I have two sets of paired samples, each containing 3,000 data points. These sets represent the output of distinct models:

  1. The first model, which I’ll refer to as the “reference model,” is derived from field measurements with known predictors. This model has a total error of 10-20% due to its theoretical assumptions.

  2. The second model is based on estimated measurements, but the predictors are unknown. This model has a fixed error of 10%.

Both sets of samples are not normally distributed.

Given these conditions, is it feasible to evaluate the performance of the second model using a Bayesian regression approach, considering both errors? I would greatly appreciate any references or examples on how to approach this problem using Bayesian methods.

Thank you!

2 Likes

Do you also have some sort of ground truth to compare against? If not, than I don’t think you can do much more then regress prediction1 on prediction2. If the slope is 1 and intercept is 0, than the predictions on average agree.

The data not being normally distributed does not invalidate a linear regression, you need the residuals to be normally distributed. If they are not, you can use other response families- the choice cam be driven by domain knowledge or by posterior predictive checks.
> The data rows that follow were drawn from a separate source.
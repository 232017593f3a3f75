use sqlx::{postgres::PgPoolOptions, PgPool};
use std::time::Duration;

use crate::error::Result;

pub type DbPool = PgPool;

pub async fn create_pool(database_url: &str, max_connections: u32) -> Result<DbPool> {
    let pool = PgPoolOptions::new()
        .max_connections(max_connections)
        .acquire_timeout(Duration::from_secs(5))
        .connect(database_url)
        .await?;

    Ok(pool)
}

pub async fn run_migrations(pool: &DbPool) -> Result<()> {
    sqlx::migrate!("./migrations").run(pool).await?;
    Ok(())
}

/// Hide the credentials part of a connection string before logging it.
pub fn redact_database_url(database_url: &str) -> String {
    match database_url.rsplit_once('@') {
        Some((credentials, host)) => {
            let scheme = credentials
                .split_once("://")
                .map(|(scheme, _)| scheme)
                .unwrap_or("postgres");
            format!("{}://<hidden>@{}", scheme, host)
        }
        None => "<invalid format>".to_string(),
    }
}
use anyhow::Context;
use std::sync::Arc;
use tracing_subscriber::{layer::SubscriberExt, util::SubscriberInitExt};

use eldercare_messaging::{
    alert::AlertRepository,
    db::{create_pool, redact_database_url, run_migrations},
    message::MessageRepository,
    routes::create_router,
    state::{AppState, Config, StorageBackend},
    store::InMemoryStore,
    user::UserRepository,
};

#[tokio::main]
async fn main() -> anyhow::Result<()> {
    // Load environment variables
    dotenv::dotenv().ok();

    // Initialize tracing
    tracing_subscriber::registry()
        .with(
            tracing_subscriber::EnvFilter::try_from_default_env()
                .unwrap_or_else(|_| "info,eldercare_messaging=debug,tower_http=info".into()),
        )
        .with(tracing_subscriber::fmt::layer())
        .init();

    let config = Arc::new(Config::from_env().context("invalid configuration")?);

    let state = match config.storage {
        StorageBackend::Postgres => {
            let database_url = config
                .database_url
                .as_deref()
                .context("DATABASE_URL must be set when STORAGE_BACKEND is postgres")?;

            tracing::info!("Connecting to database at {}...", redact_database_url(database_url));
            let db = create_pool(database_url, config.database_max_connections)
                .await
                .context("failed to connect to database")?;

            tracing::info!("Running migrations...");
            run_migrations(&db).await.context("failed to run migrations")?;

            AppState::new(
                config.clone(),
                Arc::new(UserRepository::new(db.clone())),
                Arc::new(MessageRepository::new(db.clone())),
                Arc::new(AlertRepository::new(db)),
            )
        }
        StorageBackend::Memory => {
            let store = match &config.memory_seed_file {
                Some(path) => {
                    tracing::info!("Seeding in-memory store from {}", path.display());
                    InMemoryStore::from_seed_file(path).await?
                }
                None => InMemoryStore::new(),
            };
            tracing::warn!("Using in-memory storage; data is lost on shutdown");
            AppState::in_memory(config.clone(), Arc::new(store))
        }
    };

    tracing::info!("Unread counts use {:?} mode", config.unread_count_mode);

    let app = create_router(state);

    let addr = format!("{}:{}", config.host, config.port);
    tracing::info!("Server starting on http://{}", addr);
    tracing::info!("Swagger UI available at http://{}/swagger-ui", addr);

    let listener = tokio::net::TcpListener::bind(&addr).await?;
    axum::serve(listener, app).await?;

    Ok(())
}
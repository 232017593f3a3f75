use std::time::Duration;
use tokio::{
    sync::mpsc,
    task::JoinHandle,
    time::{interval, Interval, MissedTickBehavior},
};
use uuid::Uuid;

use super::{api::ApiClient, session::Session};
use crate::message::{ConversationSummary, Message};

#[derive(Debug, Clone, Copy)]
pub struct PollerConfig {
    pub list_interval: Duration,
    pub thread_interval: Duration,
}

impl Default for PollerConfig {
    fn default() -> Self {
        Self {
            list_interval: Duration::from_secs(10),
            thread_interval: Duration::from_secs(3),
        }
    }
}

#[derive(Debug, Clone)]
pub enum PollEvent {
    Conversations(Vec<ConversationSummary>),
    Thread {
        counterpart_id: Uuid,
        messages: Vec<Message>,
    },
    /// A poll failed; the next tick tries again.
    Error(String),
}

enum Command {
    Open(Uuid),
    Close,
    Stop,
}

/// Background task that refetches the chat list and the open thread on fixed intervals.
pub struct ChatPoller {
    commands: mpsc::UnboundedSender<Command>,
    task: JoinHandle<()>,
}

impl ChatPoller {
    pub fn spawn(
        client: ApiClient,
        session: Session,
        config: PollerConfig,
    ) -> (Self, mpsc::Receiver<PollEvent>) {
        let (command_tx, command_rx) = mpsc::unbounded_channel();
        let (event_tx, event_rx) = mpsc::channel(32);

        let task = tokio::spawn(run(client, session, config, command_rx, event_tx));

        (
            Self {
                commands: command_tx,
                task,
            },
            event_rx,
        )
    }

    /// Start polling the thread with `counterpart_id`, replacing any open thread.
    pub fn open_thread(&self, counterpart_id: Uuid) {
        let _ = self.commands.send(Command::Open(counterpart_id));
    }

    pub fn close_thread(&self) {
        let _ = self.commands.send(Command::Close);
    }

    pub async fn stop(self) {
        let _ = self.commands.send(Command::Stop);
        if let Err(e) = self.task.await {
            tracing::warn!("Chat poller task ended abnormally: {}", e);
        }
    }
}

fn ticker(period: Duration) -> Interval {
    let mut ticker = interval(period);
    // A slow request pushes the next poll back instead of bursting
    ticker.set_missed_tick_behavior(MissedTickBehavior::Delay);
    ticker
}

async fn run(
    client: ApiClient,
    session: Session,
    config: PollerConfig,
    mut commands: mpsc::UnboundedReceiver<Command>,
    events: mpsc::Sender<PollEvent>,
) {
    let mut list_tick = ticker(config.list_interval);
    let mut thread_tick = ticker(config.thread_interval);
    let mut open: Option<Uuid> = None;

    loop {
        let event = tokio::select! {
            command = commands.recv() => {
                match command {
                    Some(Command::Open(id)) => {
                        open = Some(id);
                        thread_tick.reset_immediately();
                    }
                    Some(Command::Close) => open = None,
                    Some(Command::Stop) | None => break,
                }
                continue;
            }
            _ = list_tick.tick() => {
                match client.list_conversations(&session).await {
                    Ok(list) => PollEvent::Conversations(list),
                    Err(e) => PollEvent::Error(e.to_string()),
                }
            }
            _ = thread_tick.tick(), if open.is_some() => {
                let Some(counterpart_id) = open else { continue };
                match client.get_thread(&session, counterpart_id).await {
                    Ok(messages) => PollEvent::Thread { counterpart_id, messages },
                    Err(e) => PollEvent::Error(e.to_string()),
                }
            }
        };

        if events.send(event).await.is_err() {
            tracing::debug!("Poll event receiver dropped, stopping");
            break;
        }
    }
}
Some tweaks you can do (though I wouldn’t expect them to have huge impact):

  1. Use a measurement error model (i.e. treat the independent variable as noisy).
  2. Use your knowledge of the error magnitude to constrain the standard deviation (or other measure of variability) for both the outcome as well as the measurement error part.
2 Likes

Thank you for your response! Yes, Model 1 serves as my ground truth, and the residuals are not normally distributed. Could you please provide an example in R to address this issue?